- **WHAT TO WORK ON**: Each line in the records below that has the word "Rect" should be copied.

- **DATASET CONTENT**:
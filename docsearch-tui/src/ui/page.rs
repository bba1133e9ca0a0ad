use crate::app::App;
use ratatui::{
    layout::Rect,
    style::{Color, Modifier, Style},
    text::{Line, Span},
    widgets::{Block, Borders, Padding, Paragraph, Wrap},
    Frame,
};

pub fn render_page(frame: &mut Frame, area: Rect, app: &App) {
    let block = Block::default()
        .borders(Borders::NONE)
        .padding(Padding::new(2, 2, 1, 1));

    let lines = match app.current_page() {
        Some(page) => {
            let mut lines = vec![
                Line::from(Span::styled(
                    page.title.clone(),
                    Style::default()
                        .fg(Color::White)
                        .add_modifier(Modifier::BOLD),
                )),
                Line::from(Span::styled(page.url.clone(), Style::default().fg(Color::DarkGray))),
                Line::raw(""),
            ];
            lines.extend(page.content.lines().map(|l| Line::raw(l.to_string())));
            lines
        }
        None => vec![
            Line::from(Span::styled(
                "Page not found",
                Style::default().fg(Color::Red).add_modifier(Modifier::BOLD),
            )),
            Line::raw(""),
            Line::from(Span::styled(
                format!("Nothing lives at {}", app.route),
                Style::default().fg(Color::Gray),
            )),
        ],
    };

    frame.render_widget(
        Paragraph::new(lines).block(block).wrap(Wrap { trim: false }),
        area,
    );
}

pub fn render_footer(frame: &mut Frame, area: Rect, footer: &str) {
    let paragraph = Paragraph::new(Line::from(Span::styled(
        footer.to_string(),
        Style::default().fg(Color::DarkGray),
    )))
    .block(Block::default().borders(Borders::TOP).border_style(Style::default().fg(Color::DarkGray)));
    frame.render_widget(paragraph, area);
}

- **ANSWER FOR THIS EXERCISE**:
    layout::Rect,
pub fn render_page(frame: &mut Frame, area: Rect, app: &App) {
pub fn render_footer(frame: &mut Frame, area: Rect, footer: &str) {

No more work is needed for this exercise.